Copy out the listing below, keeping every character as is.

# # # # # # #

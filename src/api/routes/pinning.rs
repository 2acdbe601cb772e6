//! Pinning Proxy Routes
//!
//! Thin JSON re-exposure of the pinning service for the dashboards, so
//! the browser never holds the credential.
//!
//! - POST   /api/v1/pin/json
//! - POST   /api/v1/pin/file?name=... - raw body upload
//! - GET    /api/v1/pin/:cid - resolve through the gateway
//! - DELETE /api/v1/pin/:cid

use axum::{
    body::Bytes,
    extract::{Path, Query, State},
    http::StatusCode,
    Json,
};
use serde::Deserialize;
use std::sync::Arc;

use crate::api::dto::{PinJsonRequest, PinResponse};
use crate::api::error::{ApiError, ApiResult};
use crate::api::state::AppState;

/// Document uploads are bounded; registry scans are small PDFs/images
const MAX_FILE_BYTES: usize = 10 * 1024 * 1024;

#[derive(Debug, Deserialize)]
pub struct PinFileQuery {
    pub name: String,
}

/// POST /api/v1/pin/json
pub async fn pin_json(
    State(state): State<Arc<AppState>>,
    Json(req): Json<PinJsonRequest>,
) -> ApiResult<(StatusCode, Json<PinResponse>)> {
    if req.name.trim().is_empty() {
        return Err(ApiError::Validation("Pin name must not be empty".to_string()));
    }

    let pinning = state.pinning_client()?;
    let cid = pinning.pin_json(req.name.trim(), &req.content).await?;

    Ok((StatusCode::CREATED, Json(PinResponse { cid })))
}

/// POST /api/v1/pin/file?name=...
///
/// Raw request body is the file content; used for property documents.
pub async fn pin_file(
    State(state): State<Arc<AppState>>,
    Query(query): Query<PinFileQuery>,
    body: Bytes,
) -> ApiResult<(StatusCode, Json<PinResponse>)> {
    if query.name.trim().is_empty() {
        return Err(ApiError::Validation("Pin name must not be empty".to_string()));
    }
    if body.is_empty() {
        return Err(ApiError::Validation("File body must not be empty".to_string()));
    }
    if body.len() > MAX_FILE_BYTES {
        return Err(ApiError::Validation(format!(
            "File exceeds {MAX_FILE_BYTES} bytes"
        )));
    }

    let pinning = state.pinning_client()?;
    let cid = pinning.pin_file(query.name.trim(), body.to_vec()).await?;

    Ok((StatusCode::CREATED, Json(PinResponse { cid })))
}

/// GET /api/v1/pin/:cid
pub async fn fetch_pinned(
    State(state): State<Arc<AppState>>,
    Path(cid): Path<String>,
) -> ApiResult<Json<serde_json::Value>> {
    if cid.trim().is_empty() {
        return Err(ApiError::Validation("CID must not be empty".to_string()));
    }

    let document = state.gateway.fetch_json(cid.trim()).await?;
    Ok(Json(document))
}

/// DELETE /api/v1/pin/:cid
pub async fn unpin(
    State(state): State<Arc<AppState>>,
    Path(cid): Path<String>,
) -> ApiResult<StatusCode> {
    let pinning = state.pinning_client()?;
    pinning.unpin(cid.trim()).await?;
    Ok(StatusCode::NO_CONTENT)
}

# # # # # # #

_TASK SOLUTION:_
filename src/api/routes/pinning.rs
repository 2acdbe601cb772e6
//! Pinning Proxy Routes
//!
//! Thin JSON re-exposure of the pinning service for the dashboards, so
//! the browser never holds the credential.
//!
//! - POST   /api/v1/pin/json
//! - POST   /api/v1/pin/file?name=... - raw body upload
//! - GET    /api/v1/pin/:cid - resolve through the gateway
//! - DELETE /api/v1/pin/:cid

use axum::{
    body::Bytes,
    extract::{Path, Query, State},
    http::StatusCode,
    Json,
};
use serde::Deserialize;
use std::sync::Arc;

use crate::api::dto::{PinJsonRequest, PinResponse};
use crate::api::error::{ApiError, ApiResult};
use crate::api::state::AppState;

/// Document uploads are bounded; registry scans are small PDFs/images
const MAX_FILE_BYTES: usize = 10 * 1024 * 1024;

#[derive(Debug, Deserialize)]
pub struct PinFileQuery {
    pub name: String,
}

/// POST /api/v1/pin/json
pub async fn pin_json(
    State(state): State<Arc<AppState>>,
    Json(req): Json<PinJsonRequest>,
) -> ApiResult<(StatusCode, Json<PinResponse>)> {
    if req.name.trim().is_empty() {
        return Err(ApiError::Validation("Pin name must not be empty".to_string()));
    }

    let pinning = state.pinning_client()?;
    let cid = pinning.pin_json(req.name.trim(), &req.content).await?;

    Ok((StatusCode::CREATED, Json(PinResponse { cid })))
}

/// POST /api/v1/pin/file?name=...
///
/// Raw request body is the file content; used for property documents.
pub async fn pin_file(
    State(state): State<Arc<AppState>>,
    Query(query): Query<PinFileQuery>,
    body: Bytes,
) -> ApiResult<(StatusCode, Json<PinResponse>)> {
    if query.name.trim().is_empty() {
        return Err(ApiError::Validation("Pin name must not be empty".to_string()));
    }
    if body.is_empty() {
        return Err(ApiError::Validation("File body must not be empty".to_string()));
    }
    if body.len() > MAX_FILE_BYTES {
        return Err(ApiError::Validation(format!(
            "File exceeds {MAX_FILE_BYTES} bytes"
        )));
    }

    let pinning = state.pinning_client()?;
    let cid = pinning.pin_file(query.name.trim(), body.to_vec()).await?;

    Ok((StatusCode::CREATED, Json(PinResponse { cid })))
}

/// GET /api/v1/pin/:cid
pub async fn fetch_pinned(
    State(state): State<Arc<AppState>>,
    Path(cid): Path<String>,
) -> ApiResult<Json<serde_json::Value>> {
    if cid.trim().is_empty() {
        return Err(ApiError::Validation("CID must not be empty".to_string()));
    }

    let document = state.gateway.fetch_json(cid.trim()).await?;
    Ok(Json(document))
}

/// DELETE /api/v1/pin/:cid
pub async fn unpin(
    State(state): State<Arc<AppState>>,
    Path(cid): Path<String>,
) -> ApiResult<StatusCode> {
    let pinning = state.pinning_client()?;
    pinning.unpin(cid.trim()).await?;
    Ok(StatusCode::NO_CONTENT)
}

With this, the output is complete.